In the courtyard of memories, I think of those times

The man with a monkey played for nickels and dimes

While we kids played marbles, Red Rover, and tag

In school, pledged allegiance to our country’s flag


“Have respect for your elders,” still rings in my ears

We walked all our sidewalks without any fear

Jawbreakers, bubble gum, a penny a pop

Candy store hang outs, our favorite spot


“Hit it how many sewers?” Stickball champs of the street

Girls playing jump rope, cute chatter so sweet

Puppy love innocence, schoolyard of dreams,

Life was as good as it currently seems


Sunnyside days, the times that I knew

Through clouds of past years these pictures shine through

          My parents divorced when I was quite young and we were living in Belle Harbor, Queens.  In 1943, my mother with my two brothers moved into a Sunnyside apartment house at 43-07 42nd Street.  She had remarried to a man I called Bill, but would eventually call “Pop.”  We lived in a ground floor apartment, number 1L.  There were four rooms, and I shared the front room facing the street and a side window facing the court entrance with my brothers.

          The courtyard was a scene of many interesting activities during our growing up years.  Entertainers often came to sing and play instruments, and even organ grinders with their little dancing chimps.  To us, it was very exciting when they came, as windows would open so residents could throw down nickels and dimes, some wrapped, some not.  After playing or singing, the entertainers would search to retrieve the coins, but they always missed a few and we’d be right out behind them to find what they missed.

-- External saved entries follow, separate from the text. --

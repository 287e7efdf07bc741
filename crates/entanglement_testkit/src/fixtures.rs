//! Test fixtures for in-memory meshes.
//!
//! A [`Mesh`] owns a `MemoryNetwork` and a set of named sync managers,
//! each listening on the network under its own name. Identities are
//! derived from the names, so tests can refer to nodes by string.

use crate::types::sample_registry;
use crate::wait::{wait_until, DEFAULT_WAIT};
use entanglement_engine::{
    BackoffConfig, ConnectionState, Destination, Endpoint, ManagerConfig, MemoryNetwork, SyncManager,
};
use entanglement_protocol::DestHash;
use std::collections::BTreeMap;
use std::time::Duration;
use tokio::task::JoinHandle;

/// Configuration with timings short enough for tests.
pub fn fast_config() -> ManagerConfig {
    ManagerConfig::new()
        .with_you_have_timeout(Duration::from_millis(20))
        .with_backoff(BackoffConfig::new(Duration::from_millis(10), Duration::from_millis(100)))
        .with_collision_delay(Duration::from_millis(10))
}

/// Identity of the node called `name`.
pub fn node_hash(name: &str) -> DestHash {
    DestHash::from_string(name)
}

struct Node {
    manager: SyncManager,
    listener: JoinHandle<()>,
}

/// A set of named sync managers on one in-memory network.
///
/// Must be created inside a Tokio runtime. Dropping the mesh closes
/// every manager.
pub struct Mesh {
    network: MemoryNetwork,
    config: ManagerConfig,
    nodes: BTreeMap<String, Node>,
}

impl Mesh {
    /// Creates an empty mesh using [`fast_config`].
    pub fn new() -> Self {
        Self::with_config(fast_config())
    }

    /// Creates an empty mesh whose nodes use `config`.
    pub fn with_config(config: ManagerConfig) -> Self {
        Self {
            network: MemoryNetwork::new(),
            config,
            nodes: BTreeMap::new(),
        }
    }

    /// The underlying network.
    pub fn network(&self) -> &MemoryNetwork {
        &self.network
    }

    /// Adds a node with the sample registry and starts its listener.
    pub fn add_node(&mut self, name: &str) -> SyncManager {
        let hash = node_hash(name);
        let manager = SyncManager::builder(hash)
            .registry(sample_registry())
            .config(self.config.clone())
            .connector(self.network.connector(hash))
            .build();
        let listener = manager.serve(self.network.listen(name, hash));
        self.nodes.insert(
            name.to_string(),
            Node {
                manager: manager.clone(),
                listener,
            },
        );
        manager
    }

    /// The node called `name`.
    ///
    /// # Panics
    ///
    /// Panics if no such node was added.
    pub fn node(&self, name: &str) -> SyncManager {
        self.nodes
            .get(name)
            .map(|node| node.manager.clone())
            .unwrap_or_else(|| panic!("no node named {name}"))
    }

    /// Makes `client` dial `server`; the server accepts it as a passive destination.
    pub fn link(&self, client: &str, server: &str) {
        self.node(server)
            .add_destination(Destination::new(node_hash(client), client))
            .expect("Failed to add passive destination");
        self.node(client)
            .add_destination(
                Destination::new(node_hash(server), server).with_endpoint(Endpoint::Memory(server.to_string())),
            )
            .expect("Failed to add dialing destination");
    }

    /// Removes the destinations `a` and `b` hold for each other.
    pub fn unlink(&self, a: &str, b: &str) {
        self.node(a).remove_destination(&node_hash(b));
        self.node(b).remove_destination(&node_hash(a));
    }

    /// Stops accepting connections on `name`'s listener.
    pub fn stop_listening(&self, name: &str) {
        self.network.unbind(name);
    }

    /// Rebinds `name`'s listener after [`Mesh::stop_listening`].
    pub fn resume_listening(&mut self, name: &str) {
        let hash = node_hash(name);
        let Some(node) = self.nodes.get_mut(name) else {
            panic!("no node named {name}");
        };
        node.listener.abort();
        node.listener = node.manager.serve(self.network.listen(name, hash));
    }

    /// True once `a` has finished the handshake with `b`.
    pub fn is_connected(&self, a: &str, b: &str) -> bool {
        matches!(
            self.node(a).connection_state(&node_hash(b)),
            Some(ConnectionState::Active | ConnectionState::Draining)
        )
    }

    /// Waits until both ends of the `a`-`b` link are active.
    pub async fn wait_linked(&self, a: &str, b: &str) -> bool {
        wait_until(DEFAULT_WAIT, || self.is_connected(a, b) && self.is_connected(b, a)).await
    }

    /// Links `client` to `server` and waits for the handshake.
    pub async fn link_and_wait(&self, client: &str, server: &str) {
        self.link(client, server);
        assert!(
            self.wait_linked(client, server).await,
            "{client} and {server} did not connect"
        );
    }
}

impl Default for Mesh {
    fn default() -> Self {
        Self::new()
    }
}

impl Drop for Mesh {
    fn drop(&mut self) {
        for node in self.nodes.values() {
            node.listener.abort();
            node.manager.close();
        }
    }
}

          Besides the street, the court, roof and basement was our play area when we were very young, before we set out for new adventures at the lots, parks and on all the other streets of Sunnyside. 

          When Mom left Belle Harbor with us she took very little of the furniture and in our apartment we had an empty room with only a long wooden bench that my stepfather built. That bench became a key part of my budding interest in hockey. My parents worked, so when no one was home I let my friends come in, and the room became our hockey arena.  The bench served to seat those who weren’t playing at the time.  When, in time, furniture came, my hockey rink had to be changed into a bedroom due to the birth of my sister.  As for the bench, its life and history would continue for many years afterwards.

          One of my chores was to go down to the basement to do the wash in the laundry room’s shared machines. I actually liked going down there because that’s where the janitor had an apartment and that’s when I met his daughter, pretty Peggy.  It was a sad day when they moved to Maine.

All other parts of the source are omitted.